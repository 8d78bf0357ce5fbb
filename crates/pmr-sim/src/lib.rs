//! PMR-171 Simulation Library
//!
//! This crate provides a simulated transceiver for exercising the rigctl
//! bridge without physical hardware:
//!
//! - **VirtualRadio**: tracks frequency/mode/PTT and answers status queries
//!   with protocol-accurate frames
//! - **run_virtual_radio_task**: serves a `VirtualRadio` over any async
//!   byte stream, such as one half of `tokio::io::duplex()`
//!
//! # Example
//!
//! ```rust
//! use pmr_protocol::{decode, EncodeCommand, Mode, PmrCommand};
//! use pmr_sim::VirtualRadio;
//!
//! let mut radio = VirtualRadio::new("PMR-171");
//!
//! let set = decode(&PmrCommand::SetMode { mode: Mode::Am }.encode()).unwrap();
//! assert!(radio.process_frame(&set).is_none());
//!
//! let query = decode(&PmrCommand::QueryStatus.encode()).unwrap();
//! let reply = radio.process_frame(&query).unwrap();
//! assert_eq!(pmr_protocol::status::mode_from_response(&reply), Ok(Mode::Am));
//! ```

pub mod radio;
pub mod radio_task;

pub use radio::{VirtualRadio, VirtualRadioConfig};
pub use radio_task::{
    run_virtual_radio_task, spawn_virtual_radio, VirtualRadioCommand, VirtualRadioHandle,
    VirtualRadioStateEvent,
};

━━━━━━

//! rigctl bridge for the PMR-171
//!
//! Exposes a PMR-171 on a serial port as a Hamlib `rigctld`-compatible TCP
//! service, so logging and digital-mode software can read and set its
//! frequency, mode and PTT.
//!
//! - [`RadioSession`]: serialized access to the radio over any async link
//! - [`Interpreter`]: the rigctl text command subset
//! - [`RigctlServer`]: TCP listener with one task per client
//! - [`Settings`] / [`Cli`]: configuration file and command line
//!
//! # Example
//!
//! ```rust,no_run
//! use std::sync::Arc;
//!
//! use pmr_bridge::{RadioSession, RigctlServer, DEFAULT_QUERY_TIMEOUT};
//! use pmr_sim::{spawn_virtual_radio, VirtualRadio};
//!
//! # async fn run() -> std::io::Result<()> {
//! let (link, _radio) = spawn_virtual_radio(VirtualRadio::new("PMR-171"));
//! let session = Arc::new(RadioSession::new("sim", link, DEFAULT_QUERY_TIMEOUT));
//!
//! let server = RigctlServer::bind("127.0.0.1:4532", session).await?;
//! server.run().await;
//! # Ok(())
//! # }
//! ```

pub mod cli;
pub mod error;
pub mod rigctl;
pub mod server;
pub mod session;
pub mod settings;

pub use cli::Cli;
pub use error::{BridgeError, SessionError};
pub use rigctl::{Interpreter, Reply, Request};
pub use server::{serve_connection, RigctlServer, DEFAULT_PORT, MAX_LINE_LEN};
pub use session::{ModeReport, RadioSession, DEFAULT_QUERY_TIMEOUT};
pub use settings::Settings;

━━━━━━

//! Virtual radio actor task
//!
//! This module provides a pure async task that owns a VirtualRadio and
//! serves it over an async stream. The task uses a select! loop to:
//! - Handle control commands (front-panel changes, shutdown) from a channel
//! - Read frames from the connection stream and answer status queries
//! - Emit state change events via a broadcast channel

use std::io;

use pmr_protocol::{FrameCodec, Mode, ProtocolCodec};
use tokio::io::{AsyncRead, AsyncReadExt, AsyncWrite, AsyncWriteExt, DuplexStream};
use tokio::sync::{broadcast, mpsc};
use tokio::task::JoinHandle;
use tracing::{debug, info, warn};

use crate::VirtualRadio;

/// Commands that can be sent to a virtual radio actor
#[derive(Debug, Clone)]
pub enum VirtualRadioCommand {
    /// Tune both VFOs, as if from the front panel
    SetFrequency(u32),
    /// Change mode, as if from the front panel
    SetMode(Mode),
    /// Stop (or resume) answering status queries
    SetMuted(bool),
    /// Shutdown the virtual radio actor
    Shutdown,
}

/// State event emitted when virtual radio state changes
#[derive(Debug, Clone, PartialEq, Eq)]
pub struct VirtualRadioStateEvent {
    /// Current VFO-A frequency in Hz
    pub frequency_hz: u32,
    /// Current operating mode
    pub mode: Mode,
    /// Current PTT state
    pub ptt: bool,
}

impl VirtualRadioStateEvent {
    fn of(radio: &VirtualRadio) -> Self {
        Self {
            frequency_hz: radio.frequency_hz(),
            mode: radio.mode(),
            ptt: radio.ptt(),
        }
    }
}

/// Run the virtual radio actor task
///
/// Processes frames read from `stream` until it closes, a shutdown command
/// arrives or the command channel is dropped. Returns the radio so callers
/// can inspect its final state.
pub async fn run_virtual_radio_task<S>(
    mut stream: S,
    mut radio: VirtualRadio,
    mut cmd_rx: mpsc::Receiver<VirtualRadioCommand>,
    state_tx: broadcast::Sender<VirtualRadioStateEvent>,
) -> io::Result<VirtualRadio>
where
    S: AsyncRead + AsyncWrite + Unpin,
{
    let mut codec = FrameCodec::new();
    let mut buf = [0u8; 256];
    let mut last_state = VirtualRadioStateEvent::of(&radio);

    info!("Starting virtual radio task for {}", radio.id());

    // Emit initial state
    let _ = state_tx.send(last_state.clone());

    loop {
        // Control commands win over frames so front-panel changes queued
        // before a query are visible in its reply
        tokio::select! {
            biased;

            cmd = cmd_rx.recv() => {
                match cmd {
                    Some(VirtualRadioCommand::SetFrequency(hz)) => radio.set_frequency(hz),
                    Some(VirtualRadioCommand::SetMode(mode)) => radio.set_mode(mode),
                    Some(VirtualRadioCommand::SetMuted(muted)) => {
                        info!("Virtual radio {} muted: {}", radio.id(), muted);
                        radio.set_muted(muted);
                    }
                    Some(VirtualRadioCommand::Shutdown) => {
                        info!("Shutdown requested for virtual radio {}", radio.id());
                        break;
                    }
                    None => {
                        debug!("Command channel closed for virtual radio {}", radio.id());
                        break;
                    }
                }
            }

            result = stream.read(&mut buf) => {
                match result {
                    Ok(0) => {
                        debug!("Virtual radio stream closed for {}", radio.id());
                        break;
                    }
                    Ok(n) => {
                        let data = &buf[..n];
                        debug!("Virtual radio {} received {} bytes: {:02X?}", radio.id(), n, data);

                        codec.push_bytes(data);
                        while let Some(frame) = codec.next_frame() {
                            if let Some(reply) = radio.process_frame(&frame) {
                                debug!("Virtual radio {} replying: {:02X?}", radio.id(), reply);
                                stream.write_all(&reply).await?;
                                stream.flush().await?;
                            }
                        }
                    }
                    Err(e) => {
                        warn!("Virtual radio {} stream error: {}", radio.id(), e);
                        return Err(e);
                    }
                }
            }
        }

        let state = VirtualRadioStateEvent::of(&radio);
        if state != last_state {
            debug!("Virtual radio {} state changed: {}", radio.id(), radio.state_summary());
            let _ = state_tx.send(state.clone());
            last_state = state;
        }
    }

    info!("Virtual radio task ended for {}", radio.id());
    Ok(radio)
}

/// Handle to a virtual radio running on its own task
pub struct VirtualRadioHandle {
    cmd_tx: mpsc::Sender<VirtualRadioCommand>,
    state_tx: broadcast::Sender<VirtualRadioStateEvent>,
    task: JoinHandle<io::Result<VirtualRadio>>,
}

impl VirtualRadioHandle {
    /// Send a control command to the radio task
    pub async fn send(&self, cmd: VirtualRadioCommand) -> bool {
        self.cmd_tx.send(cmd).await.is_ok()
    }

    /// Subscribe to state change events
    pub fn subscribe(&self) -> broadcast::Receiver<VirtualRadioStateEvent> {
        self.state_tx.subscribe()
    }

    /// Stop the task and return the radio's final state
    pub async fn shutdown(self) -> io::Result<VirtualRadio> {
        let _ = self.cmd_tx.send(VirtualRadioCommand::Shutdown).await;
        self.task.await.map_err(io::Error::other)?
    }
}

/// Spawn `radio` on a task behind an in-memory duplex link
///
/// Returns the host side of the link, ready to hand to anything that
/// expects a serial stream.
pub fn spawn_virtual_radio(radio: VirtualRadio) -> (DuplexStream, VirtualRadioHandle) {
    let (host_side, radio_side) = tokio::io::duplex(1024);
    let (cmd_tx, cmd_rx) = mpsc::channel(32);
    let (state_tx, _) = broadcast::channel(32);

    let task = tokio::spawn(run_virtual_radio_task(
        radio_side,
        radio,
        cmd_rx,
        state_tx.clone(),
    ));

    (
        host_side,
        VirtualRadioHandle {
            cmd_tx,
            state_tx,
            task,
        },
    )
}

━━━━━━

• [EXERCISE AIM]: Using the entries above, give back exactly the line containing "for the PMR-171", the line containing "any async link", and every line between them, and nothing else.

• [ANSWER SECTION]:
//! rigctl bridge for the PMR-171
//!
//! Exposes a PMR-171 on a serial port as a Hamlib `rigctld`-compatible TCP
//! service, so logging and digital-mode software can read and set its
//! frequency, mode and PTT.
//!
//! - [`RadioSession`]: serialized access to the radio over any async link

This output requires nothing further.